Successful Cloning of Endangered Ferrets


Elizabeth Ann, the first successfully cloned ferret, at three weeks old.

Annie Lee, Viewpoint Editor

A black-footed ferret, an endangered U.S. species, was successfully cloned by scientists using the cells of a deceased ancestor for the first time on Feb. 18.

With less than 500 black-footed ferrets left in the wild, the scientific community has been searching for a solution to protect the species from extinction.

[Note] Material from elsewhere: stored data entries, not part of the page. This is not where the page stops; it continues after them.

//! Events store. Events are created and deleted, never edited.

use crate::cache::snapshot_cache::SnapshotCache;
use crate::model::event::{Event, EventDraft};
use crate::model::{RowId, UserId};
use crate::remote::{RemoteStore, Table};
use crate::store::{Entity, StoreResult, TableStore};
use chrono::{DateTime, NaiveDate, Utc};
use std::ops::{Deref, DerefMut};
use std::sync::Arc;

/// Default number of entries returned by [`EventStore::upcoming`].
pub const DEFAULT_UPCOMING_LIMIT: usize = 5;

impl Entity for Event {
    const TABLE: Table = Table::Events;

    fn id(&self) -> RowId {
        self.id
    }

    fn owner_id(&self) -> UserId {
        self.user_id
    }
}

/// Mirror of the user's `events` rows.
pub struct EventStore {
    table: TableStore<Event>,
}

impl EventStore {
    pub fn new(remote: Arc<dyn RemoteStore>) -> Self {
        Self {
            table: TableStore::new(remote),
        }
    }

    pub fn with_cache(self, cache: Arc<SnapshotCache>) -> Self {
        Self {
            table: self.table.with_cache(cache),
        }
    }

    /// Creates an event; an end before the start is rejected locally.
    pub fn create(&mut self, draft: &EventDraft) -> StoreResult<Event> {
        draft.validate()?;
        let draft = EventDraft {
            title: draft.title.trim().to_string(),
            ..draft.clone()
        };
        self.table.create(&draft)
    }

    pub fn delete(&mut self, id: RowId) -> StoreResult<()> {
        self.table.delete(id)
    }

    /// Events starting at or after `now`, soonest first, at most `limit`.
    pub fn upcoming(&self, now: DateTime<Utc>, limit: usize) -> Vec<&Event> {
        let mut events: Vec<&Event> = self
            .table
            .items()
            .iter()
            .filter(|event| event.start_at >= now)
            .collect();
        events.sort_by_key(|event| event.start_at);
        events.truncate(limit);
        events
    }

    pub fn on_date(&self, date: NaiveDate) -> Vec<&Event> {
        self.table
            .items()
            .iter()
            .filter(|event| event.starts_on(date))
            .collect()
    }
}

impl Deref for EventStore {
    type Target = TableStore<Event>;

    fn deref(&self) -> &Self::Target {
        &self.table
    }
}

impl DerefMut for EventStore {
    fn deref_mut(&mut self) -> &mut Self::Target {
        &mut self.table
    }
}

Elizabeth Ann, the newly cloned black-footed ferret, was created from Willa, a wild black-footed ferret which died 30 years ago and whose genes were preserved by San Diego Zoo Global’s Frozen Zoo in 1988. 

“With these cloning techniques, you can basically freeze time and regenerate those cells,” Pete Gober, the black-footed ferret recovery coordinator for the U.S. Fish and Wildlife Service, said. “We’re far from it now as far as tinkering with the genome to confer any genetic resistance, but that’s a possibility in the future.

The endangered status of black-footed ferrets is the consequence of insufficient food sources and habitat loss. In the early 20th century, five million ferrets roamed the grasslands and basins of the United States, mainly preying on prairie dogs. However, due to agricultural activities and sylvatic plague, more than 95% of the prairie dog population has since been wiped out. Surviving colonies remain scattered and few, so without a reliable food source, black-footed ferrets were listed as extinct in 1979 until a random wild colony was found and captured to help recover the population two years later. 

Although the recovery program successfully bred seven of the ferret colony, all living ferrets today are closely related due to the significant inbreeding. The limitations on genetic diversity can create challenges for ferrets including weaker immune systems. The cloned ferret can provide more diversity to the population as Ann’s genes are not from one of the original seven founding ferrets.

“Genomics revealed the genetic value that Willa could bring to her species,” Revive & Restore Executive Director Ryan Phelan said. “But it was a commitment to seeing this species survive that has led to the successful birth of Elizabeth Ann. To see her now thriving ushers in a new era for her species and for conservation-dependent species everywhere. She is a win for biodiversity and for genetic rescue.”